WHAT TO PRODUCE: Every line below containing the word "Serialize" should be found and copied.
(RECORD SET begins)
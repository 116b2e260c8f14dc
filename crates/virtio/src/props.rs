//! User-facing device properties (`vectors`, `queues`, `x-pcie-flr-init`, ...).

use core::fmt;
use core::str::FromStr;

use serde::{Deserialize, Serialize};

use crate::error::{Result, VirtioNetError};

pub const DEFAULT_MODERN_MEM_BAR: u8 = 4;
pub const DEFAULT_MSIX_BAR: u8 = 1;

/// Standard capability offset of the PCIe endpoint capability on every VF.
pub const DEFAULT_VF_PCIE_OFFSET: u8 = 0xa0;
pub const DEFAULT_VF_AER_OFFSET: u16 = 0x100;
pub const DEFAULT_VF_AER_LOG_MAX: u16 = 1;
pub const DEFAULT_VF_ARI_OFFSET: u16 = 0x160;

/// An Ethernet MAC address written as `aa:bb:cc:dd:ee:ff`.
#[derive(Debug, Clone, Copy, PartialEq, Eq, Hash, Serialize, Deserialize)]
#[serde(try_from = "String", into = "String")]
pub struct MacAddress(pub [u8; 6]);

impl MacAddress {
    /// The conventional 52:54:00 emulator prefix with the first NIC suffix.
    pub const DEFAULT: Self = Self([0x52, 0x54, 0x00, 0x12, 0x34, 0x56]);
}

impl Default for MacAddress {
    fn default() -> Self {
        Self::DEFAULT
    }
}

impl fmt::Display for MacAddress {
    fn fmt(&self, f: &mut fmt::Formatter<'_>) -> fmt::Result {
        let [a, b, c, d, e, g] = self.0;
        write!(f, "{a:02x}:{b:02x}:{c:02x}:{d:02x}:{e:02x}:{g:02x}")
    }
}

impl FromStr for MacAddress {
    type Err = String;

    fn from_str(s: &str) -> std::result::Result<Self, Self::Err> {
        let mut mac = [0u8; 6];
        let mut parts = s.split(':');
        for byte in mac.iter_mut() {
            let part = parts
                .next()
                .ok_or_else(|| format!("MAC address {s:?} has fewer than six octets"))?;
            if part.len() != 2 {
                return Err(format!("MAC octet {part:?} must be two hex digits"));
            }
            *byte = u8::from_str_radix(part, 16)
                .map_err(|_| format!("MAC octet {part:?} is not hexadecimal"))?;
        }
        if parts.next().is_some() {
            return Err(format!("MAC address {s:?} has more than six octets"));
        }
        Ok(Self(mac))
    }
}

impl TryFrom<String> for MacAddress {
    type Error = String;

    fn try_from(value: String) -> std::result::Result<Self, Self::Error> {
        value.parse()
    }
}

impl From<MacAddress> for String {
    fn from(value: MacAddress) -> Self {
        value.to_string()
    }
}

/// Where each VF places its PCI Express capabilities.
#[derive(Debug, Clone, Copy, PartialEq, Eq, Serialize, Deserialize)]
#[serde(rename_all = "kebab-case", deny_unknown_fields, default)]
pub struct VfCapabilityProps {
    pub pcie_offset: u8,
    pub aer_offset: u16,
    /// Header log depth of the VF AER capability. 0 or anything above 128 makes VF realization
    /// fail.
    pub aer_log_max: u16,
    pub ari_offset: u16,
}

impl Default for VfCapabilityProps {
    fn default() -> Self {
        Self {
            pcie_offset: DEFAULT_VF_PCIE_OFFSET,
            aer_offset: DEFAULT_VF_AER_OFFSET,
            aer_log_max: DEFAULT_VF_AER_LOG_MAX,
            ari_offset: DEFAULT_VF_ARI_OFFSET,
        }
    }
}

/// Properties of a `virtio-net-pci` physical function.
///
/// Parsed from JSON with the same kebab-case keys a machine description uses:
///
/// ```json
/// { "queues": 4, "x-pcie-flr-init": true, "mac": "52:54:00:12:34:57" }
/// ```
#[derive(Debug, Clone, PartialEq, Eq, Serialize, Deserialize)]
#[serde(rename_all = "kebab-case", deny_unknown_fields)]
pub struct VirtioNetPciProps {
    /// MSI-X vector count. Derived from `queues` when absent.
    #[serde(default)]
    pub vectors: Option<u16>,
    /// Number of RX/TX queue pairs.
    #[serde(default = "default_queues")]
    pub queues: u16,
    /// Advertise Function Level Reset on the PF and on every VF.
    #[serde(rename = "x-pcie-flr-init", default)]
    pub pcie_flr_init: bool,
    #[serde(default = "default_true")]
    pub ioeventfd: bool,
    #[serde(default)]
    pub bootindex: Option<i32>,
    #[serde(default)]
    pub mac: MacAddress,
    #[serde(default = "default_modern_mem_bar")]
    pub modern_mem_bar: u8,
    #[serde(default = "default_msix_bar")]
    pub msix_bar: u8,
    #[serde(default)]
    pub vf_capabilities: VfCapabilityProps,
}

fn default_queues() -> u16 {
    1
}

fn default_true() -> bool {
    true
}

fn default_modern_mem_bar() -> u8 {
    DEFAULT_MODERN_MEM_BAR
}

fn default_msix_bar() -> u8 {
    DEFAULT_MSIX_BAR
}

impl Default for VirtioNetPciProps {
    fn default() -> Self {
        Self {
            vectors: None,
            queues: default_queues(),
            pcie_flr_init: false,
            ioeventfd: true,
            bootindex: None,
            mac: MacAddress::DEFAULT,
            modern_mem_bar: DEFAULT_MODERN_MEM_BAR,
            msix_bar: DEFAULT_MSIX_BAR,
            vf_capabilities: VfCapabilityProps::default(),
        }
    }
}

impl VirtioNetPciProps {
    pub fn from_json(json: &str) -> Result<Self> {
        let props: Self = serde_json::from_str(json)?;
        props.validate()?;
        Ok(props)
    }

    /// MSI-X vectors per function: one per queue of every pair, one for the control queue and
    /// one for configuration changes, unless `vectors` overrides it.
    pub fn nvectors(&self) -> u16 {
        match self.vectors {
            Some(vectors) => vectors,
            None => {
                let pairs = u32::from(self.queues.max(1));
                u16::try_from(2 * pairs + 2).unwrap_or(u16::MAX)
            }
        }
    }

    /// Rejects combinations that cannot be laid out at all.
    ///
    /// Both BARs are 64-bit on the VFs, so each one claims its index and the next.
    pub fn validate(&self) -> Result<()> {
        if self.vectors == Some(0) {
            return Err(VirtioNetError::InvalidProperties(
                "vectors must be at least 1".to_string(),
            ));
        }
        for (name, bar) in [
            ("modern-mem-bar", self.modern_mem_bar),
            ("msix-bar", self.msix_bar),
        ] {
            if bar > 4 {
                return Err(VirtioNetError::InvalidProperties(format!(
                    "{name} {bar} leaves no room for the upper half of a 64-bit BAR"
                )));
            }
        }
        if self.modern_mem_bar.abs_diff(self.msix_bar) < 2 {
            return Err(VirtioNetError::InvalidProperties(format!(
                "modern-mem-bar {} and msix-bar {} overlap",
                self.modern_mem_bar, self.msix_bar
            )));
        }
        Ok(())
    }
}
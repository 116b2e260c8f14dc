use bitflags::bitflags;

use super::capabilities::{
    read_u16, write_u16, write_u32, ConfigBytes, PciCapability, PciCapabilityInfo,
    PciExtCapability, PciExtCapabilityInfo, PCIE_CONFIG_SPACE_SIZE, PCIE_EXT_CAP_OFFSET,
    PCI_CAP_AREA_START, PCI_CAP_PTR_OFFSET, PCI_CONFIG_SPACE_SIZE, PCI_STATUS_CAPABILITIES_LIST,
    PCI_STATUS_OFFSET,
};
use super::error::{PciError, Result};
use super::msix::MsixCapability;

#[derive(Debug, Copy, Clone, Eq, PartialEq)]
pub struct PciVendorDeviceId {
    pub vendor_id: u16,
    pub device_id: u16,
}

#[derive(Debug, Copy, Clone, Eq, PartialEq, Default)]
pub struct PciSubsystemIds {
    pub subsystem_vendor_id: u16,
    pub subsystem_id: u16,
}

#[derive(Debug, Copy, Clone, Eq, PartialEq)]
pub struct PciClassCode {
    pub class: u8,
    pub subclass: u8,
    pub prog_if: u8,
    pub revision_id: u8,
}

bitflags! {
    /// Type bits in the low dword of a BAR register.
    #[derive(Debug, Clone, Copy, PartialEq, Eq, Hash)]
    pub struct PciBarFlags: u32 {
        const IO = 1 << 0;
        const MEM_TYPE_64 = 1 << 2;
        const MEM_PREFETCH = 1 << 3;
    }
}

#[derive(Debug, Copy, Clone, Eq, PartialEq)]
pub enum PciBarKind {
    Io,
    Mmio32,
    Mmio64,
}

#[derive(Debug, Copy, Clone, Eq, PartialEq)]
pub enum PciBarDefinition {
    Io { size: u32 },
    Mmio32 { size: u32, prefetchable: bool },
    Mmio64 { size: u64, prefetchable: bool },
}
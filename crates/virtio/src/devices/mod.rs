pub mod net;

use core::any::Any;

/// The device half of a virtio function: identity, features and its configuration structure.
///
/// Queue processing lives with the backend; the PCI transport only needs what is reachable through
/// the modern BAR windows.
pub trait VirtioDevice {
    fn device_type(&self) -> u16;
    fn device_features(&self) -> u64;
    fn num_queues(&self) -> u16;

    /// Length of the device-specific configuration structure in bytes.
    fn config_len(&self) -> usize;
    fn read_config(&self, offset: u64, data: &mut [u8]);
    fn write_config(&mut self, offset: u64, data: &[u8]);

    fn reset(&mut self);

    fn as_any(&self) -> &dyn Any;
    fn as_any_mut(&mut self) -> &mut dyn Any;
}
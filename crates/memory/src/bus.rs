/// A device window that services guest loads and stores.
///
/// `offset` is relative to the start of the window (for example the base of a PCI BAR), and
/// `size` is the access width in bytes. Reads take `&mut self` because device registers may have
/// read side effects (read-to-clear status bytes).
pub trait MmioHandler {
    fn read(&mut self, offset: u64, size: usize) -> u64;
    fn write(&mut self, offset: u64, size: usize, value: u64);
}

/// Returns the open-bus value for an access of `size` bytes.
pub fn all_ones(size: usize) -> u64 {
    match size {
        0 => 0,
        1..=7 => (1u64 << (size * 8)) - 1,
        _ => u64::MAX,
    }
}

/// Access widths accepted by register windows that follow the byte/word/dword convention.
#[derive(Debug, Clone, Copy, PartialEq, Eq, PartialOrd, Ord, Hash)]
pub enum AccessWidth {
    Byte,
    Word,
    Dword,
}

impl AccessWidth {
    /// Classifies an access size in bytes. Anything other than 1, 2 or 4 is unsupported.
    pub const fn from_size(size: usize) -> Option<Self> {
        match size {
            1 => Some(Self::Byte),
            2 => Some(Self::Word),
            4 => Some(Self::Dword),
            _ => None,
        }
    }

    pub const fn bytes(self) -> usize {
        match self {
            Self::Byte => 1,
            Self::Word => 2,
            Self::Dword => 4,
        }
    }

    pub const fn mask(self) -> u32 {
        match self {
            Self::Byte => 0xFF,
            Self::Word => 0xFFFF,
            Self::Dword => 0xFFFF_FFFF,
        }
    }

    /// All-ones value truncated to this width.
    pub const fn all_ones(self) -> u32 {
        self.mask()
    }

    /// Naturally aligned accesses only.
    pub const fn is_aligned(self, offset: u64) -> bool {
        offset % (self.bytes() as u64) == 0
    }
}

/// Descriptor for an MMIO window a device exposes through a BAR.
#[derive(Debug, Clone, PartialEq, Eq, Hash)]
pub struct MmioRegion {
    name: String,
    size: u64,
}

impl MmioRegion {
    pub fn new(name: impl Into<String>, size: u64) -> Self {
        assert!(size.is_power_of_two(), "MMIO region size must be a power of two");
        Self {
            name: name.into(),
            size,
        }
    }

    pub fn name(&self) -> &str {
        &self.name
    }

    pub fn size(&self) -> u64 {
        self.size
    }

    /// Returns true when `[offset, offset + len)` lies entirely inside the window.
    pub fn contains(&self, offset: u64, len: usize) -> bool {
        offset
            .checked_add(len as u64)
            .is_some_and(|end| end <= self.size)
    }
}
use vnet_devices::pci::capabilities::{PCI_EXT_CAP_ID_ARI, PCI_EXT_CAP_ID_ERR};
use vnet_devices::pci::{BusLog, PciBdf, PciDevice, PciError};
use vnet_virtio::lifecycle::Installed;
use vnet_virtio::{
    FunctionId, NetFunction, VfCapabilityProps, VfState, VirtioNetError, VirtioNetPci,
    VirtioNetPciProps,
};

const PF: PciBdf = PciBdf::new(0, 3, 0);

fn realized(props: VirtioNetPciProps, host: BusLog) -> VirtioNetPci<BusLog> {
    let mut pci = VirtioNetPci::new(PF, props, host).unwrap();
    pci.realize().unwrap();
    pci
}

fn vf_rid(index: u16) -> PciBdf {
    PF.offset_by(0x80 + index * 2).unwrap()
}

#[test]
fn aer_failure_rolls_back_every_vf() {
    let props = VirtioNetPciProps {
        vf_capabilities: VfCapabilityProps {
            aer_log_max: 0,
            ..Default::default()
        },
        ..Default::default()
    };
    let mut pci = realized(props, BusLog::new());
    pci.attach_default_device();

    assert_eq!(pci.enable_vfs(2).unwrap(), 0);
    assert_eq!(pci.active_vfs().count(), 0);

    for index in 0..2 {
        let vf = pci.vf(index).expect("slot stays reserved");
        assert_eq!(vf.state(), VfState::Destroyed);
        assert!(vf.installed().is_empty());
        assert!(!vf.is_guest_visible());
        assert!(!pci.host().holds_resources(vf_rid(index)));

        let function = FunctionId::Vf(index);
        assert_eq!(pci.function_config_read(function, 0, 4), 0xffff_ffff);
        assert_eq!(pci.mmio_read(function, 4, 0x2000, 4), 0xffff_ffff);
    }

    let fatal: Vec<PciBdf> = pci.host().fatal_errors().iter().map(|(rid, _)| *rid).collect();
    assert_eq!(fatal, vec![vf_rid(0), vf_rid(1)]);

    // The PF is unaffected.
    assert!(pci.is_realized());
    assert_eq!(pci.function_config_read(FunctionId::Pf, 0, 4), 0x1041_1af4);
    assert_eq!(pci.mmio_read(FunctionId::Pf, 4, 0x2000, 1), 0x52);

    // Disabling clears the reserved slots.
    pci.disable_vfs().unwrap();
    assert!(pci.vf(0).is_none());
}

#[test]
fn vector_failure_only_takes_down_that_vf() {
    let mut host = BusLog::new();
    host.fail_vector_allocation_for(vf_rid(1));
    let mut pci = realized(VirtioNetPciProps::default(), host);

    assert_eq!(pci.enable_vfs(3).unwrap(), 2);
    assert_eq!(pci.vf(0).unwrap().state(), VfState::Active);
    assert_eq!(pci.vf(1).unwrap().state(), VfState::Destroyed);
    assert_eq!(pci.vf(2).unwrap().state(), VfState::Active);

    assert!(!pci.host().holds_resources(vf_rid(1)));
    assert_eq!(pci.host().bar_count(vf_rid(2)), 2);

    let (rid, message) = &pci.host().fatal_errors()[0];
    assert_eq!(*rid, vf_rid(1));
    assert!(message.contains("vectors"), "{message}");
}

#[test]
fn oversized_vector_table_overlaps_the_vf_pba() {
    let props = VirtioNetPciProps {
        vectors: Some(513),
        ..Default::default()
    };
    let mut pci = realized(props, BusLog::new());

    assert_eq!(pci.enable_vfs(1).unwrap(), 0);
    let vf = pci.vf(0).unwrap();
    assert_eq!(vf.state(), VfState::Destroyed);
    assert_eq!(pci.host().bar_count(vf_rid(0)), 0);
    assert!(pci.host().fatal_errors()[0].1.contains("overlaps"));
}

#[test]
fn direct_realize_reports_the_failure() {
    let mut host = BusLog::new();
    host.fail_bar_registration_for(vf_rid(0), 1);
    let mut pci = realized(VirtioNetPciProps::default(), host);

    assert_eq!(pci.enable_vfs(1).unwrap(), 0);
    // Only the modern BAR got through before the failure, and it is gone again.
    assert_eq!(pci.host().bar_count(vf_rid(0)), 0);

    let vf = pci.vf_mut(0).unwrap();
    assert!(matches!(
        vf.realize(&mut BusLog::new()),
        Err(VirtioNetError::AlreadyRealized)
    ));
}

#[test]
fn misplaced_pcie_capability_is_not_fatal() {
    let props = VirtioNetPciProps {
        vf_capabilities: VfCapabilityProps {
            pcie_offset: 0x70,
            ..Default::default()
        },
        ..Default::default()
    };
    let mut pci = realized(props, BusLog::new());

    assert_eq!(pci.enable_vfs(1).unwrap(), 1);
    let vf = pci.vf_mut(0).unwrap();
    assert_eq!(vf.state(), VfState::Active);
    assert_eq!(vf.config_mut().find_capability(0x10), None);
    assert!(pci.host().fatal_errors().is_empty());
}

#[test]
fn teardown_releases_in_reverse_install_order() {
    let mut pci = realized(VirtioNetPciProps::default(), BusLog::new());
    pci.enable_vfs(1).unwrap();

    let installed = pci.vf(0).unwrap().installed().to_vec();
    assert_eq!(installed.first(), Some(&Installed::Bar(4)));
    assert_eq!(installed.get(1), Some(&Installed::Bar(1)));
    assert!(installed.contains(&Installed::HostVectors));
    assert_eq!(
        installed.last(),
        Some(&Installed::VectorsInUse(pci.nvectors()))
    );
    let position = |id| installed.iter().position(|i| *i == Installed::ExtCapability(id));
    assert!(position(PCI_EXT_CAP_ID_ARI) < position(PCI_EXT_CAP_ID_ERR));
    assert!(position(PCI_EXT_CAP_ID_ARI).is_some());

    // The chain still starts with AER at 0x100 and links on to ARI.
    let vf = FunctionId::Vf(0);
    assert_eq!(pci.function_config_read(vf, 0x100, 4), 0x1601_0001);
    assert_eq!(pci.function_config_read(vf, 0x160, 4), 0x0001_000e);

    pci.disable_vfs().unwrap();
    assert!(!pci.host().holds_resources(vf_rid(0)));
    assert!(pci.host().fatal_errors().is_empty());
}

#[test]
fn vf_error_type_wraps_the_pci_error() {
    let err: VirtioNetError = PciError::InterruptVectorInit("no room".to_string()).into();
    assert!(err.to_string().contains("no room"));
}
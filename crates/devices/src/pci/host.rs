//! The host side of a PCI function: BAR mapping and interrupt delivery.

use std::collections::{BTreeMap, BTreeSet};

use memory::MmioRegion;

use super::config::PciBarDefinition;
use super::error::{PciError, Result};
use super::msix::MsiMessage;
use super::PciBdf;

/// Services a PCI function consumes from the bus it sits on.
///
/// Devices never map memory or deliver interrupts themselves; they describe what they need and
/// the host wires it up. Every call is keyed by the requesting function's routing ID so SR-IOV
/// VFs and their PF can share one host.
pub trait BusServices {
    fn register_bar(
        &mut self,
        rid: PciBdf,
        bar: u8,
        region: &MmioRegion,
        def: PciBarDefinition,
    ) -> Result<()>;
    fn unregister_bar(&mut self, rid: PciBdf, bar: u8);

    fn allocate_interrupt_vectors(&mut self, rid: PciBdf, count: u16) -> Result<()>;
    fn release_interrupt_vectors(&mut self, rid: PciBdf);
    fn enable_interrupt_vector(&mut self, rid: PciBdf, vector: u16);
    fn disable_interrupt_vector(&mut self, rid: PciBdf, vector: u16);
    fn signal_vector(&mut self, rid: PciBdf, message: MsiMessage);

    /// Called when a function cannot come up because its configuration space is unusable.
    fn report_fatal_config_error(&mut self, rid: PciBdf, message: &str);
}

#[derive(Debug, Clone, PartialEq, Eq)]
pub struct RegisteredBar {
    pub name: String,
    pub size: u64,
    pub def: PciBarDefinition,
}

#[derive(Debug, Clone, Default, PartialEq, Eq)]
pub struct VectorAllocation {
    pub count: u16,
    pub enabled: BTreeSet<u16>,
}

/// A [`BusServices`] implementation that records every request.
///
/// Used by tests and by hosts that poll for MSI messages instead of delivering them directly.
#[derive(Debug, Default)]
pub struct BusLog {
    bars: BTreeMap<(PciBdf, u8), RegisteredBar>,
    vectors: BTreeMap<PciBdf, VectorAllocation>,
    signalled: Vec<(PciBdf, MsiMessage)>,
    fatal_errors: Vec<(PciBdf, String)>,
    fail_vector_allocation: BTreeSet<PciBdf>,
    fail_bar_registration: BTreeSet<(PciBdf, u8)>,
}

impl BusLog {
    pub fn new() -> Self {
        Self::default()
    }

    /// Makes vector allocation for `rid` fail, as a host out of interrupt resources would.
    pub fn fail_vector_allocation_for(&mut self, rid: PciBdf) {
        self.fail_vector_allocation.insert(rid);
    }

    pub fn fail_bar_registration_for(&mut self, rid: PciBdf, bar: u8) {
        self.fail_bar_registration.insert((rid, bar));
    }

    pub fn bar(&self, rid: PciBdf, bar: u8) -> Option<&RegisteredBar> {
        self.bars.get(&(rid, bar))
    }

    pub fn bar_count(&self, rid: PciBdf) -> usize {
        self.bars.keys().filter(|(owner, _)| *owner == rid).count()
    }

    pub fn vectors(&self, rid: PciBdf) -> Option<&VectorAllocation> {
        self.vectors.get(&rid)
    }

    /// Whether the host holds any BAR or vector on behalf of `rid`.
    pub fn holds_resources(&self, rid: PciBdf) -> bool {
        self.bar_count(rid) != 0 || self.vectors.contains_key(&rid)
    }

    pub fn signalled(&self) -> &[(PciBdf, MsiMessage)] {
        &self.signalled
    }

    pub fn take_signalled(&mut self) -> Vec<(PciBdf, MsiMessage)> {
        std::mem::take(&mut self.signalled)
    }

    pub fn fatal_errors(&self) -> &[(PciBdf, String)] {
        &self.fatal_errors
    }
}

impl BusServices for BusLog {
    fn register_bar(
        &mut self,
        rid: PciBdf,
        bar: u8,
        region: &MmioRegion,
        def: PciBarDefinition,
    ) -> Result<()> {
        if self.fail_bar_registration.contains(&(rid, bar)) {
            return Err(PciError::BarRegistration {
                bar,
                reason: format!("host refused {} for {rid}", region.name()),
            });
        }
        if self.bars.contains_key(&(rid, bar)) {
            return Err(PciError::BarRegistration {
                bar,
                reason: format!("already registered for {rid}"),
            });
        }
        self.bars.insert(
            (rid, bar),
            RegisteredBar {
                name: region.name().to_string(),
                size: region.size(),
                def,
            },
        );
        Ok(())
    }

    fn unregister_bar(&mut self, rid: PciBdf, bar: u8) {
        self.bars.remove(&(rid, bar));
    }

    fn allocate_interrupt_vectors(&mut self, rid: PciBdf, count: u16) -> Result<()> {
        if self.fail_vector_allocation.contains(&rid) {
            return Err(PciError::InterruptVectorInit(format!(
                "host has no room for {count} vectors for {rid}"
            )));
        }
        self.vectors.insert(
            rid,
            VectorAllocation {
                count,
                enabled: BTreeSet::new(),
            },
        );
        Ok(())
    }

    fn release_interrupt_vectors(&mut self, rid: PciBdf) {
        self.vectors.remove(&rid);
    }

    fn enable_interrupt_vector(&mut self, rid: PciBdf, vector: u16) {
        match self.vectors.get_mut(&rid) {
            Some(alloc) if vector < alloc.count => {
                alloc.enabled.insert(vector);
            }
            _ => tracing::warn!(%rid, vector, "enabling a vector that was never allocated"),
        }
    }

    fn disable_interrupt_vector(&mut self, rid: PciBdf, vector: u16) {
        if let Some(alloc) = self.vectors.get_mut(&rid) {
            alloc.enabled.remove(&vector);
        }
    }

    fn signal_vector(&mut self, rid: PciBdf, message: MsiMessage) {
        self.signalled.push((rid, message));
    }

    fn report_fatal_config_error(&mut self, rid: PciBdf, message: &str) {
        self.fatal_errors.push((rid, message.to_string()));
    }
}

#[cfg(test)]
mod tests {
    use super::*;

    fn bar() -> PciBarDefinition {
        PciBarDefinition::Mmio64 {
            size: 0x4000,
            prefetchable: true,
        }
    }

    #[test]
    fn bars_are_keyed_by_function_and_index() {
        let mut log = BusLog::new();
        let region = MmioRegion::new("virtio-net-pci", 0x4000);
        let pf = PciBdf::new(0, 3, 0);
        let vf = PciBdf::new(0, 0x13, 0);

        log.register_bar(pf, 4, &region, bar()).unwrap();
        log.register_bar(vf, 4, &region, bar()).unwrap();
        assert!(matches!(
            log.register_bar(pf, 4, &region, bar()),
            Err(PciError::BarRegistration { bar: 4, .. })
        ));

        log.unregister_bar(vf, 4);
        assert_eq!(log.bar_count(vf), 0);
        assert_eq!(log.bar(pf, 4).unwrap().size, 0x4000);
    }

    #[test]
    fn vectors_outside_the_allocation_are_not_enabled() {
        let mut log = BusLog::new();
        let rid = PciBdf::new(0, 3, 0);
        log.allocate_interrupt_vectors(rid, 2).unwrap();
        log.enable_interrupt_vector(rid, 1);
        log.enable_interrupt_vector(rid, 2);
        assert_eq!(
            log.vectors(rid).unwrap().enabled.iter().copied().collect::<Vec<_>>(),
            vec![1]
        );

        log.release_interrupt_vectors(rid);
        assert!(!log.holds_resources(rid));
    }

    #[test]
    fn injected_failures() {
        let mut log = BusLog::new();
        let rid = PciBdf::new(0, 3, 0);
        log.fail_vector_allocation_for(rid);
        log.fail_bar_registration_for(rid, 1);

        assert!(matches!(
            log.allocate_interrupt_vectors(rid, 4),
            Err(PciError::InterruptVectorInit(_))
        ));
        let region = MmioRegion::new("virtio-net-msix", 0x4000);
        assert!(log.register_bar(rid, 1, &region, bar()).is_err());
        assert!(!log.holds_resources(rid));
    }
}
(RECORD SET ends)
EXERCISE SOLUTION:
use serde::{Deserialize, Serialize};
#[derive(Debug, Clone, Copy, PartialEq, Eq, Hash, Serialize, Deserialize)]
#[derive(Debug, Clone, Copy, PartialEq, Eq, Serialize, Deserialize)]
#[derive(Debug, Clone, PartialEq, Eq, Serialize, Deserialize)]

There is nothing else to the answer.